1. TIRANDO DA PÁGINA

“Do ponto de vista convencional, o trabalho do ator na criação de uma personagem começa lendo o roteiro pra si mesmo, então se discute a personagem e o texto com o diretor. O problema desse método é que, desde o começo do processo, o ator fica fora do roteiro e fora da personagem. E ficar fora do roteiro e da personagem significa que o ator está completamente fora de si mesmo, fora de sua intuição, dos sentimentos, da imaginação; fora da fantasia necessária para conceber criativamente uma personagem.

Isso acontece porque ler um roteiro é um processo intelectual, que inevitavelmente conduz o ator a ter um olhar analítico do roteiro e da personagem, conforme nos foi ensinado na escola. (…) De fato, a análise faz com que o ator fique com medo de confiar em sua intuição. (…)  Os atores não são bons em análise, apesar de a maioria dos bons atores ser muito inteligente.
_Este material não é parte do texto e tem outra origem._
use std::sync::Arc;

use axum::{
    Json, Router,
    extract::{Extension, Path},
    http::StatusCode,
    response::IntoResponse,
    routing::{get, post},
};
use chrono::Utc;
use rust_decimal::Decimal;

use stockflow_core::AggregateId;
use stockflow_inventory::{
    AdjustStock, CreateItem, InventoryCommand, InventoryItemId, RepriceItem,
};

use crate::app::routes::common::parse_id;
use crate::app::services::AppServices;
use crate::app::{dto, errors};

pub fn router() -> Router {
    Router::new()
        .route("/", post(create_item).get(list_items))
        .route("/:id", get(get_item))
        .route("/:id/adjust", post(adjust_stock))
        .route("/:id/reprice", post(reprice_item))
}

pub async fn create_item(
    Extension(services): Extension<Arc<AppServices>>,
    Extension(tenant): Extension<crate::context::TenantContext>,
    Json(body): Json<dto::CreateItemRequest>,
) -> axum::response::Response {
    let agg = AggregateId::new();
    let item_id = InventoryItemId::new(agg);

    let cmd = InventoryCommand::CreateItem(CreateItem {
        tenant_id: tenant.tenant_id(),
        item_id,
        name: body.name,
        sku: body.sku,
        unit_price: body.unit_price,
        occurred_at: Utc::now(),
    });

    match services.dispatch_item(tenant.tenant_id(), item_id, cmd) {
        Ok(committed) => (
            StatusCode::CREATED,
            Json(serde_json::json!({"id": agg.to_string(), "events_committed": committed.len()})),
        )
            .into_response(),
        Err(e) => errors::dispatch_error_to_response(e),
    }
}

pub async fn adjust_stock(
    Extension(services): Extension<Arc<AppServices>>,
    Extension(tenant): Extension<crate::context::TenantContext>,
    Path(id): Path<String>,
    Json(body): Json<dto::AdjustStockRequest>,
) -> axum::response::Response {
    let agg: AggregateId = match parse_id(&id, "item id") {
        Ok(v) => v,
        Err(resp) => return resp,
    };
    let item_id = InventoryItemId::new(agg);

    let cmd = InventoryCommand::AdjustStock(AdjustStock {
        tenant_id: tenant.tenant_id(),
        item_id,
        delta: body.delta,
        occurred_at: Utc::now(),
    });

    match services.dispatch_item(tenant.tenant_id(), item_id, cmd) {
        Ok(_) => StatusCode::NO_CONTENT.into_response(),
        Err(e) => errors::dispatch_error_to_response(e),
    }
}

pub async fn reprice_item(
    Extension(services): Extension<Arc<AppServices>>,
    Extension(tenant): Extension<crate::context::TenantContext>,
    Path(id): Path<String>,
    Json(body): Json<dto::RepriceItemRequest>,
) -> axum::response::Response {
    let agg: AggregateId = match parse_id(&id, "item id") {
        Ok(v) => v,
        Err(resp) => return resp,
    };
    let item_id = InventoryItemId::new(agg);

    let unit_price: Decimal = body.unit_price;
    let cmd = InventoryCommand::RepriceItem(RepriceItem {
        tenant_id: tenant.tenant_id(),
        item_id,
        unit_price,
        occurred_at: Utc::now(),
    });

    match services.dispatch_item(tenant.tenant_id(), item_id, cmd) {
        Ok(_) => StatusCode::NO_CONTENT.into_response(),
        Err(e) => errors::dispatch_error_to_response(e),
    }
}

pub async fn get_item(
    Extension(services): Extension<Arc<AppServices>>,
    Extension(tenant): Extension<crate::context::TenantContext>,
    Path(id): Path<String>,
) -> axum::response::Response {
    let agg: AggregateId = match parse_id(&id, "item id") {
        Ok(v) => v,
        Err(resp) => return resp,
    };
    match services.item_get(tenant.tenant_id(), &InventoryItemId::new(agg)) {
        Some(rm) => (StatusCode::OK, Json(dto::item_to_json(rm))).into_response(),
        None => errors::json_error(StatusCode::NOT_FOUND, "not_found", "item not found"),
    }
}

pub async fn list_items(
    Extension(services): Extension<Arc<AppServices>>,
    Extension(tenant): Extension<crate::context::TenantContext>,
) -> axum::response::Response {
    let items = services
        .item_list(tenant.tenant_id())
        .into_iter()
        .map(dto::item_to_json)
        .collect::<Vec<_>>();
    (StatusCode::OK, Json(serde_json::json!({ "items": items }))).into_response()
}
A análise tem de ser deixada para os acadêmicos e críticos. Atores sabem sobre sentimentos, imaginação e improvisação. Eles são bons em se transformar em outras pessoas. Sua intuição é seu talento. Quanto mais eles confiam em sua intuição, mais inesperada e inspiradora fica a sua performance. É aí que eles nos surpreendem. É isso que a platéia quer ver.
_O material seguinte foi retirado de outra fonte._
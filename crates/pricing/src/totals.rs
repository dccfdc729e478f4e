use rust_decimal::Decimal;
use serde::{Deserialize, Serialize};

use stockflow_core::{DomainError, DomainResult, ValueObject};

/// Monetary breakdown of a single line.
#[derive(Debug, Clone, Copy, PartialEq, Eq, Serialize, Deserialize)]
pub struct LineTotals {
    pub subtotal: Decimal,
    pub discount_amount: Decimal,
    pub tax_amount: Decimal,
    pub line_total: Decimal,
}

impl ValueObject for LineTotals {}

impl LineTotals {
    pub const ZERO: LineTotals = LineTotals {
        subtotal: Decimal::ZERO,
        discount_amount: Decimal::ZERO,
        tax_amount: Decimal::ZERO,
        line_total: Decimal::ZERO,
    };
}

/// Monetary roll-up of a whole document (element-wise sum of its lines).
#[derive(Debug, Clone, Copy, PartialEq, Eq, Serialize, Deserialize)]
pub struct DocumentTotals {
    pub subtotal: Decimal,
    pub total_discount: Decimal,
    pub total_tax: Decimal,
    pub total: Decimal,
}

impl ValueObject for DocumentTotals {}

impl DocumentTotals {
    pub const ZERO: DocumentTotals = DocumentTotals {
        subtotal: Decimal::ZERO,
        total_discount: Decimal::ZERO,
        total_tax: Decimal::ZERO,
        total: Decimal::ZERO,
    };
}

/// Pricing inputs of one line, independent of which document owns it.
#[derive(Debug, Clone, Copy, PartialEq, Eq, Serialize, Deserialize)]
pub struct LineInput {
    pub quantity: u32,
    pub unit_price: Decimal,
    /// Percentage, e.g. `10` means 10%.
    pub discount_percent: Decimal,
    /// Percentage, applied to the post-discount amount.
    pub tax_rate: Decimal,
}

impl LineInput {
    pub fn new(quantity: u32, unit_price: Decimal) -> Self {
        Self {
            quantity,
            unit_price,
            discount_percent: Decimal::ZERO,
            tax_rate: Decimal::ZERO,
        }
    }

    pub fn with_discount(mut self, discount_percent: Decimal) -> Self {
        self.discount_percent = discount_percent;
        self
    }

    pub fn with_tax(mut self, tax_rate: Decimal) -> Self {
        self.tax_rate = tax_rate;
        self
    }
}

const HUNDRED: Decimal = Decimal::ONE_HUNDRED;

/// Compute the monetary breakdown of a single line.
///
/// - `subtotal   = quantity * unit_price`
/// - `discount   = subtotal * discount_percent / 100`
/// - `tax        = (subtotal - discount) * tax_rate / 100`
/// - `line_total = subtotal - discount + tax`
///
/// Tax applies to the post-discount amount. All outputs are non-negative for
/// non-negative inputs; zero quantity or zero price yields all zeros.
///
/// Negative prices or rates, and discounts above 100%, are rejected rather
/// than silently clamped.
pub fn line_total(input: &LineInput) -> DomainResult<LineTotals> {
    if input.unit_price < Decimal::ZERO {
        return Err(DomainError::validation("unit_price cannot be negative"));
    }
    if input.discount_percent < Decimal::ZERO || input.discount_percent > HUNDRED {
        return Err(DomainError::validation(
            "discount_percent must be between 0 and 100",
        ));
    }
    if input.tax_rate < Decimal::ZERO {
        return Err(DomainError::validation("tax_rate cannot be negative"));
    }

    let subtotal = Decimal::from(input.quantity) * input.unit_price;
    let discount_amount = subtotal * input.discount_percent / HUNDRED;
    let after_discount = subtotal - discount_amount;
    let tax_amount = after_discount * input.tax_rate / HUNDRED;

    Ok(LineTotals {
        subtotal,
        discount_amount,
        tax_amount,
        line_total: after_discount + tax_amount,
    })
}

/// Element-wise sum of `line_total` over every line.
///
/// `total = subtotal - total_discount + total_tax`. An empty line list yields
/// all zeros.
pub fn document_totals<'a>(
    lines: impl IntoIterator<Item = &'a LineInput>,
) -> DomainResult<DocumentTotals> {
    let mut acc = DocumentTotals::ZERO;
    for line in lines {
        let lt = line_total(line)?;
        acc.subtotal += lt.subtotal;
        acc.total_discount += lt.discount_amount;
        acc.total_tax += lt.tax_amount;
    }
    acc.total = acc.subtotal - acc.total_discount + acc.total_tax;
    Ok(acc)
}

#[cfg(test)]
mod tests {
    use super::*;
    use proptest::prelude::*;
    use rust_decimal_macros::dec;

    fn line(quantity: u32, unit_price: Decimal) -> LineInput {
        LineInput::new(quantity, unit_price)
    }

    #[test]
    fn quantity_times_price_with_no_discount_or_tax() {
        let t = line_total(&line(5, dec!(100))).unwrap();
        assert_eq!(t.subtotal, dec!(500));
        assert_eq!(t.discount_amount, dec!(0));
        assert_eq!(t.tax_amount, dec!(0));
        assert_eq!(t.line_total, dec!(500));
    }

    #[test]
    fn discount_percentage_reduces_line_total() {
        let t = line_total(&line(5, dec!(100)).with_discount(dec!(10))).unwrap();
        assert_eq!(t.subtotal, dec!(500));
        assert_eq!(t.discount_amount, dec!(50));
        assert_eq!(t.line_total, dec!(450));
    }

    #[test]
    fn tax_rate_increases_line_total() {
        let t = line_total(&line(5, dec!(100)).with_tax(dec!(8))).unwrap();
        assert_eq!(t.subtotal, dec!(500));
        assert_eq!(t.tax_amount, dec!(40));
        assert_eq!(t.line_total, dec!(540));
    }

    #[test]
    fn discount_applies_before_tax() {
        // 10% discount on 500 = 450, then 8% tax on 450 = 36, total 486.
        let t = line_total(&line(5, dec!(100)).with_discount(dec!(10)).with_tax(dec!(8))).unwrap();
        assert_eq!(t.subtotal, dec!(500));
        assert_eq!(t.discount_amount, dec!(50));
        assert_eq!(t.tax_amount, dec!(36));
        assert_eq!(t.line_total, dec!(486));
    }

    #[test]
    fn zero_quantity_yields_all_zeros() {
        let t = line_total(&line(0, dec!(100))).unwrap();
        assert_eq!(t, LineTotals::ZERO);
    }

    #[test]
    fn zero_price_yields_all_zeros() {
        let t = line_total(&line(10, dec!(0))).unwrap();
        assert_eq!(t, LineTotals::ZERO);
    }

    #[test]
    fn full_discount_zeroes_the_line() {
        let t = line_total(&line(5, dec!(100)).with_discount(dec!(100))).unwrap();
        assert_eq!(t.subtotal, dec!(500));
        assert_eq!(t.discount_amount, dec!(500));
        assert_eq!(t.line_total, dec!(0));
    }

    #[test]
    fn fractional_prices_stay_exact() {
        let t = line_total(&line(3, dec!(33.33)).with_discount(dec!(10))).unwrap();
        assert_eq!(t.subtotal, dec!(99.99));
        assert_eq!(t.discount_amount, dec!(9.999));
        assert_eq!(t.line_total, dec!(89.991));
    }

    #[test]
    fn negative_price_is_rejected() {
        let err = line_total(&line(1, dec!(-5))).unwrap_err();
        assert!(matches!(err, DomainError::Validation(_)));
    }

    #[test]
    fn discount_above_hundred_percent_is_rejected() {
        let err = line_total(&line(1, dec!(5)).with_discount(dec!(101))).unwrap_err();
        assert!(matches!(err, DomainError::Validation(_)));
    }

    #[test]
    fn document_totals_sum_over_lines() {
        let lines = [line(5, dec!(100)), line(3, dec!(200))];
        let t = document_totals(&lines).unwrap();
        assert_eq!(t.subtotal, dec!(1100));
        assert_eq!(t.total, dec!(1100));
    }

    #[test]
    fn document_totals_with_discounts() {
        let lines = [
            line(5, dec!(100)).with_discount(dec!(10)), // 500 - 50 = 450
            line(3, dec!(200)).with_discount(dec!(5)),  // 600 - 30 = 570
        ];
        let t = document_totals(&lines).unwrap();
        assert_eq!(t.subtotal, dec!(1100));
        assert_eq!(t.total_discount, dec!(80));
        assert_eq!(t.total, dec!(1020));
    }

    #[test]
    fn document_totals_with_discount_and_tax() {
        let lines = [line(10, dec!(100)).with_discount(dec!(10)).with_tax(dec!(8))];
        let t = document_totals(&lines).unwrap();
        assert_eq!(t.subtotal, dec!(1000));
        assert_eq!(t.total_discount, dec!(100));
        assert_eq!(t.total_tax, dec!(72));
        assert_eq!(t.total, dec!(972));
    }

    #[test]
    fn mixed_document_summary() {
        let lines = [
            line(10, dec!(100)).with_discount(dec!(10)).with_tax(dec!(8)), // 900 + 72
            line(5, dec!(200)).with_discount(dec!(5)).with_tax(dec!(8)),   // 950 + 76
        ];
        let t = document_totals(&lines).unwrap();
        assert_eq!(t.subtotal, dec!(2000));
        assert_eq!(t.total_discount, dec!(150));
        assert_eq!(t.total_tax, dec!(148));
        assert_eq!(t.total, dec!(1998));
    }

    #[test]
    fn empty_document_is_all_zeros() {
        let t = document_totals(&[]).unwrap();
        assert_eq!(t, DocumentTotals::ZERO);
    }

    proptest! {
        #![proptest_config(ProptestConfig {
            cases: 256,
            ..ProptestConfig::default()
        })]

        /// Property: outputs are non-negative and the total identity holds
        /// for any non-negative inputs.
        #[test]
        fn line_identity_holds(
            quantity in 0u32..10_000,
            price_cents in 0i64..10_000_000,
            discount in 0i64..=100,
            tax in 0i64..50,
        ) {
            let input = LineInput::new(quantity, Decimal::new(price_cents, 2))
                .with_discount(Decimal::from(discount))
                .with_tax(Decimal::from(tax));
            let t = line_total(&input).unwrap();

            prop_assert!(t.subtotal >= Decimal::ZERO);
            prop_assert!(t.discount_amount >= Decimal::ZERO);
            prop_assert!(t.tax_amount >= Decimal::ZERO);
            prop_assert!(t.line_total >= Decimal::ZERO);
            prop_assert_eq!(
                t.line_total,
                t.subtotal - t.discount_amount + t.tax_amount
            );
        }

        /// Property: document totals equal the sum of their line breakdowns.
        #[test]
        fn document_is_additive(
            lines in prop::collection::vec((0u32..100, 0i64..1_000_00, 0i64..=100, 0i64..30), 0..8)
        ) {
            let inputs: Vec<LineInput> = lines
                .iter()
                .map(|(q, p, d, t)| {
                    LineInput::new(*q, Decimal::new(*p, 2))
                        .with_discount(Decimal::from(*d))
                        .with_tax(Decimal::from(*t))
                })
                .collect();

            let doc = document_totals(&inputs).unwrap();

            let mut subtotal = Decimal::ZERO;
            let mut discount = Decimal::ZERO;
            let mut tax = Decimal::ZERO;
            for input in &inputs {
                let lt = line_total(input).unwrap();
                subtotal += lt.subtotal;
                discount += lt.discount_amount;
                tax += lt.tax_amount;
            }

            prop_assert_eq!(doc.subtotal, subtotal);
            prop_assert_eq!(doc.total_discount, discount);
            prop_assert_eq!(doc.total_tax, tax);
            prop_assert_eq!(doc.total, subtotal - discount + tax);
        }
    }
}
Não é que o intelecto não seja importante. Só não é onde o trabalho do ator começa. Acredito que o verdadeiro trabalho de interpretação só começa quando o ator efetivamente verbaliza as palavras de sua personagem. (…)  É assim,: o ator olha o texto no papel, lê a frase para si mesmo, inspirando e expirando para que ela entre na sua cabeça. Aí, ele tira os olhos do papel e fala, a frase, não mais lendo nas falando. É importante respirar quando você lê a frase, isso permite acessar pensamentos inconscientes, evocar imagens. Pode vir qualquer coisa, uma coisa trivial, simples, profunda, ou aparentemente sem nada a ver; o importante é que a reação seja a do momento e não a que você acha que seria a mais apropriada. (…) Mais coragem é necessária para evitar um sentimento falso, simplesmente para agradar os outros. (…) A não reação torna tudo mais perigoso, surpreendente. Não sabemos o que se pode fazer na fala seguinte. Isso faz o ator ser muito mais interessante. (…) Aceitando isso e permitindo se fazer isso, ele fica disponível para as reações surpreendentes e imprevisíveis que acontecem.  (…) Fazendo isso, ou seja, fazendo nada, permitiu que a verdade daquele momento surgisse de uma forma poderosa.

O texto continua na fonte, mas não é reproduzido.